- _What you have to do_
Please tally how many lines in the entries below include the word "must", giving only the number.

- _Saved data entries_
--

use anyhow::{anyhow, Context, Result};
use serde::{Deserialize, Serialize};
use std::collections::HashSet;
use std::fs;
use std::path::Path;

use crate::device::codes::CodeSpace;
use crate::mapping::{
    AxisRange, BankResolver, CodeTable, ControlMap, DeviceProfile, RangeMapper, RangeRule,
};

/// Names accepted by `--profile`
pub const BUILTIN_PROFILES: &[&str] = &["launchcontrol-xl", "flat"];

/// Device profile as written in YAML
#[derive(Debug, Clone, Deserialize, Serialize)]
pub struct ProfileConfig {
    #[serde(default = "default_name")]
    pub name: String,

    /// Absent: every channel addresses bank 0
    #[serde(default, skip_serializing_if = "Option::is_none")]
    pub banking: Option<BankingConfig>,

    pub buttons: ControlConfig,

    pub axes: AxisConfig,

    /// Raw bytes sent to the controller once the source is open
    #[serde(default, skip_serializing_if = "Option::is_none")]
    pub init_message: Option<Vec<u8>>,
}

/// Channel-to-bank configuration
#[derive(Debug, Clone, Deserialize, Serialize)]
pub struct BankingConfig {
    pub base_channel: u8,
    #[serde(default = "default_banks")]
    pub banks: u8,
}

/// Mapping rules plus the code table they index
#[derive(Debug, Clone, Deserialize, Serialize)]
pub struct ControlConfig {
    /// Index offset added per bank
    #[serde(default)]
    pub stride: usize,
    pub codes: Vec<CodeSpec>,
    pub rules: Vec<RuleConfig>,
}

/// Axis controls with their registered value domain
#[derive(Debug, Clone, Deserialize, Serialize)]
pub struct AxisConfig {
    #[serde(flatten)]
    pub control: ControlConfig,
    #[serde(default)]
    pub min: i32,
    #[serde(default = "default_axis_max")]
    pub max: i32,
}

/// An input band and the logical index of its first value
#[derive(Debug, Clone, Deserialize, Serialize)]
pub struct RuleConfig {
    pub first: u8,
    #[serde(default, skip_serializing_if = "Option::is_none")]
    pub last: Option<u8>,
    pub index: usize,
}

impl RuleConfig {
    fn band(first: u8, last: u8, index: usize) -> Self {
        Self {
            first,
            last: Some(last),
            index,
        }
    }

    fn single(input: u8, index: usize) -> Self {
        Self {
            first: input,
            last: None,
            index,
        }
    }

    fn to_rule(&self) -> RangeRule {
        RangeRule::new(self.first, self.last.unwrap_or(self.first), self.index)
    }
}

/// Device code given as a number or a Linux name such as "BTN_SOUTH"
#[derive(Debug, Clone, PartialEq, Eq, Deserialize, Serialize)]
#[serde(untagged)]
pub enum CodeSpec {
    Number(u16),
    Name(String),
}

impl CodeSpec {
    fn name(name: &str) -> Self {
        CodeSpec::Name(name.to_string())
    }

    /// Resolve to a numeric code within `space`
    pub fn resolve(&self, space: CodeSpace) -> Result<u16> {
        let code = match self {
            CodeSpec::Number(code) => *code,
            CodeSpec::Name(name) => space
                .parse(name)
                .ok_or_else(|| anyhow!("Unknown {:?} code: {}", space, name))?,
        };
        if code > space.max() {
            return Err(anyhow!(
                "{:?} code {:#x} out of range (max {:#x})",
                space,
                code,
                space.max()
            ));
        }
        Ok(code)
    }
}

impl ProfileConfig {
    /// Load a profile from a YAML file
    pub fn load(path: impl AsRef<Path>) -> Result<Self> {
        let path = path.as_ref();
        let content = fs::read_to_string(path)
            .with_context(|| format!("Failed to read profile file: {}", path.display()))?;

        let config: ProfileConfig = serde_yaml::from_str(&content)
            .with_context(|| format!("Failed to parse YAML profile: {}", path.display()))?;

        config
            .validate()
            .with_context(|| format!("Invalid profile: {}", path.display()))?;
        Ok(config)
    }

    /// Look up a built-in profile by name
    pub fn builtin(name: &str) -> Option<Self> {
        match name {
            "launchcontrol-xl" => Some(Self::launch_control_xl()),
            "flat" => Some(Self::flat()),
            _ => None,
        }
    }

    /// Novation Launch Control XL, factory templates start on channel 9
    /// (0-based 8). Notes of the two button rows and the four knob/fader
    /// rows are mapped in bands.
    pub fn launch_control_xl() -> Self {
        let buttons = [
            "BTN_0", "BTN_1", "BTN_2", "BTN_3", "BTN_4", "BTN_5", "BTN_6", "BTN_7", "BTN_8",
            "BTN_9", "BTN_DEAD", "BTN_SOUTH", "BTN_EAST", "BTN_C", "BTN_NORTH", "BTN_WEST",
            "BTN_Z", "BTN_TL", "BTN_TR", "BTN_TL2", "BTN_TR2", "BTN_SELECT", "BTN_START",
            "BTN_MODE",
        ];
        // Skips X/Y, the hats and the multitouch range
        let axes: [u16; 32] = [
            0x02, 0x03, 0x04, 0x05, 0x06, 0x07, 0x08, 0x09, 0x0a, 0x0b, 0x0c, 0x0d, 0x0e, 0x0f,
            0x1d, 0x1e, 0x1f, 0x21, 0x22, 0x23, 0x24, 0x25, 0x26, 0x27, 0x28, 0x29, 0x2a, 0x2b,
            0x2c, 0x2d, 0x3e, 0x3f,
        ];

        ProfileConfig {
            name: "LaunchControl XL joystick".to_string(),
            banking: Some(BankingConfig {
                base_channel: 8,
                banks: 1,
            }),
            buttons: ControlConfig {
                stride: 24,
                codes: buttons.iter().map(|name| CodeSpec::name(name)).collect(),
                rules: vec![
                    RuleConfig::band(41, 44, 0),
                    RuleConfig::band(57, 60, 4),
                    RuleConfig::band(73, 76, 8),
                    RuleConfig::band(89, 92, 12),
                    RuleConfig::band(105, 108, 20),
                ],
            },
            axes: AxisConfig {
                control: ControlConfig {
                    stride: 32,
                    codes: axes.iter().map(|code| CodeSpec::Number(*code)).collect(),
                    rules: vec![
                        RuleConfig::band(13, 20, 24),
                        RuleConfig::band(29, 36, 16),
                        RuleConfig::band(49, 56, 8),
                        RuleConfig::band(77, 84, 0),
                    ],
                },
                min: 0,
                max: default_axis_max(),
            },
            // Turn all LEDs off
            init_message: Some(vec![0xb8, 0x00, 0x00]),
        }
    }

    /// Flat layout for a pad controller: notes 36-51 one per button,
    /// CC 1 and CC 7 to two axes
    pub fn flat() -> Self {
        let buttons = [
            "BTN_TRIGGER", "BTN_THUMB", "BTN_THUMB2", "BTN_TOP", "BTN_TOP2", "BTN_PINKIE",
            "BTN_BASE", "BTN_BASE2", "BTN_BASE3", "BTN_BASE4", "BTN_BASE5", "BTN_BASE6",
            "BTN_DEAD", "BTN_SOUTH", "BTN_EAST", "BTN_C",
        ];

        ProfileConfig {
            name: default_name(),
            banking: None,
            buttons: ControlConfig {
                stride: 0,
                codes: buttons.iter().map(|name| CodeSpec::name(name)).collect(),
                rules: (36u8..=51)
                    .enumerate()
                    .map(|(index, note)| RuleConfig::single(note, index))
                    .collect(),
            },
            axes: AxisConfig {
                control: ControlConfig {
                    stride: 0,
                    codes: vec![CodeSpec::name("ABS_VOLUME"), CodeSpec::name("ABS_THROTTLE")],
                    rules: vec![RuleConfig::single(1, 0), RuleConfig::single(7, 1)],
                },
                min: 0,
                max: default_axis_max(),
            },
            init_message: None,
        }
    }

    /// Validate the profile
    pub fn validate(&self) -> Result<()> {
        if let Some(banking) = &self.banking {
            if banking.base_channel > 15 {
                return Err(anyhow!("Base channel must be between 0 and 15"));
            }
            if banking.banks == 0 {
                return Err(anyhow!("At least one bank is required"));
            }
            if banking.base_channel as u16 + banking.banks as u16 > 16 {
                return Err(anyhow!(
                    "{} banks starting at channel {} exceed the 16 MIDI channels",
                    banking.banks,
                    banking.base_channel
                ));
            }
        }

        let banks = self.bank_resolver().count();

        validate_control(&self.buttons, CodeSpace::Button, banks).context("Invalid buttons")?;
        validate_control(&self.axes.control, CodeSpace::Axis, banks).context("Invalid axes")?;

        if self.axes.min >= self.axes.max {
            return Err(anyhow!(
                "Axis minimum {} must be below maximum {}",
                self.axes.min,
                self.axes.max
            ));
        }

        Ok(())
    }

    fn bank_resolver(&self) -> BankResolver {
        match &self.banking {
            Some(banking) => BankResolver::Channels {
                base_channel: banking.base_channel,
                banks: banking.banks,
            },
            None => BankResolver::Single,
        }
    }

    /// Validate and compile into the runtime profile
    pub fn build(&self) -> Result<DeviceProfile> {
        self.validate()?;

        Ok(DeviceProfile {
            name: self.name.clone(),
            banks: self.bank_resolver(),
            buttons: compile_control(&self.buttons, CodeSpace::Button)?,
            axes: compile_control(&self.axes.control, CodeSpace::Axis)?,
            axis_range: AxisRange {
                min: self.axes.min,
                max: self.axes.max,
            },
            init_message: self.init_message.clone(),
        })
    }
}

fn validate_control(control: &ControlConfig, space: CodeSpace, banks: u16) -> Result<()> {
    let mut seen = HashSet::new();
    for spec in &control.codes {
        let code = spec.resolve(space)?;
        if !seen.insert(code) {
            return Err(anyhow!("Duplicate code {:#x}", code));
        }
    }

    let rules: Vec<RangeRule> = control.rules.iter().map(RuleConfig::to_rule).collect();
    for (i, rule) in rules.iter().enumerate() {
        if rule.first > rule.last {
            return Err(anyhow!("Rule {}: first {} is above last {}", i, rule.first, rule.last));
        }
        if rule.last > 127 {
            return Err(anyhow!("Rule {}: inputs must be between 0 and 127", i));
        }
        if let Some(j) = rules[..i].iter().position(|other| other.overlaps(rule)) {
            return Err(anyhow!("Rule {} overlaps rule {}", i, j));
        }
    }

    let mapper = RangeMapper::new(rules, control.stride);
    let reach = mapper
        .max_index(banks)
        .with_context(|| format!("Stride {} with {} banks", control.stride, banks))?;
    if let Some(max_index) = reach {
        if max_index >= control.codes.len() {
            return Err(anyhow!(
                "Rules reach index {} but only {} codes are listed",
                max_index,
                control.codes.len()
            ));
        }
    }

    Ok(())
}

fn compile_control(control: &ControlConfig, space: CodeSpace) -> Result<ControlMap> {
    let codes = control
        .codes
        .iter()
        .map(|spec| spec.resolve(space))
        .collect::<Result<Vec<_>>>()?;
    let rules = control.rules.iter().map(RuleConfig::to_rule).collect();

    Ok(ControlMap::new(
        RangeMapper::new(rules, control.stride),
        CodeTable::new(codes),
    ))
}

fn default_name() -> String {
    "MIDI joystick".to_string()
}

fn default_banks() -> u8 {
    1
}

fn default_axis_max() -> i32 {
    127
}
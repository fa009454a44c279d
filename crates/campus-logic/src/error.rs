//! Error types for the pure logic layer.
//!
//! Every error is returned before the first mutation, so an `Err` always
//! means the state is unchanged.

use thiserror::Error;

use crate::state::Phase;

#[derive(Debug, Error, Clone, PartialEq)]
pub enum ActionError {
    #[error("no actions left this month")]
    PhaseDone,
    #[error("health is critical; advance the month to be hospitalized")]
    HealthCrisis,
    #[error("unknown action `{0}` for this month")]
    UnknownAction(String),
    #[error("action `{action}` is not available in the {phase} phase")]
    WrongPhase { action: String, phase: Phase },
    #[error("not enough energy: need {needed}, have {available}")]
    InsufficientEnergy { needed: i32, available: i32 },
}

#[derive(Debug, Error, Clone, PartialEq)]
pub enum EventError {
    #[error("unknown event `{0}`")]
    UnknownEvent(String),
    #[error("event `{event}` has no option {index}")]
    UnknownOption { event: String, index: usize },
    #[error("cannot afford option {index} of event `{event}`")]
    Unaffordable { event: String, index: usize },
    #[error("event `{0}` has an option with no outcomes")]
    EmptyOutcomes(String),
}

#[derive(Debug, Error)]
pub enum ContentError {
    #[error("failed to parse event content: {0}")]
    Parse(#[from] serde_json::Error),
    #[error("duplicate event id `{0}`")]
    DuplicateEvent(String),
    #[error("malformed event `{id}`: {reason}")]
    Malformed { id: String, reason: String },
}
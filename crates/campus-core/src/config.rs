//! Runtime configuration for a [`Simulation`](crate::engine::Simulation).

use std::path::Path;

use rand::rngs::StdRng;
use rand::SeedableRng;
use serde::{Deserialize, Serialize};

use campus_logic::constants::events;

use crate::error::ConfigError;

/// Engine settings. Every field has a default, so a config file only needs
/// the keys it changes.
#[derive(Debug, Clone, PartialEq, Serialize, Deserialize)]
#[serde(default)]
pub struct SimConfig {
    /// Fixed RNG seed for reproducible sessions. `None` seeds from entropy.
    pub seed: Option<u64>,
    /// Chance that a non-forced month fires an event.
    pub event_trigger_chance: f64,
    /// Save to the attached store at every month advance.
    pub autosave: bool,
}

impl Default for SimConfig {
    fn default() -> Self {
        Self {
            seed: None,
            event_trigger_chance: events::TRIGGER_CHANCE,
            autosave: true,
        }
    }
}

impl SimConfig {
    pub fn seeded(seed: u64) -> Self {
        Self {
            seed: Some(seed),
            ..Self::default()
        }
    }

    pub fn from_json_str(json: &str) -> Result<Self, ConfigError> {
        let mut config: SimConfig = serde_json::from_str(json)?;
        config.event_trigger_chance = config.trigger_chance();
        Ok(config)
    }

    pub fn load(path: impl AsRef<Path>) -> Result<Self, ConfigError> {
        let json = std::fs::read_to_string(path)?;
        Self::from_json_str(&json)
    }

    /// Trigger chance clamped to [0, 1]; NaN counts as 0.
    pub fn trigger_chance(&self) -> f64 {
        if self.event_trigger_chance.is_nan() {
            0.0
        } else {
            self.event_trigger_chance.clamp(0.0, 1.0)
        }
    }

    pub fn rng(&self) -> StdRng {
        match self.seed {
            Some(seed) => StdRng::seed_from_u64(seed),
            None => StdRng::from_entropy(),
        }
    }
}

#[cfg(test)]
mod tests {
    use super::*;
    use rand::Rng;

    #[test]
    fn test_defaults_fill_missing_keys() {
        let config = SimConfig::from_json_str(r#"{ "seed": 7 }"#).unwrap();
        assert_eq!(config.seed, Some(7));
        assert_eq!(config.event_trigger_chance, 0.5);
        assert!(config.autosave);
    }

    #[test]
    fn test_chance_is_clamped() {
        let config = SimConfig::from_json_str(r#"{ "event_trigger_chance": 3.0 }"#).unwrap();
        assert_eq!(config.event_trigger_chance, 1.0);
    }

    #[test]
    fn test_bad_json_is_an_error() {
        assert!(matches!(
            SimConfig::from_json_str("{ seed: "),
            Err(ConfigError::Parse(_))
        ));
    }

    #[test]
    fn test_seeded_rng_is_reproducible() {
        let a: u64 = SimConfig::seeded(42).rng().gen();
        let b: u64 = SimConfig::seeded(42).rng().gen();
        assert_eq!(a, b);
    }
}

--

- _Answer area_
3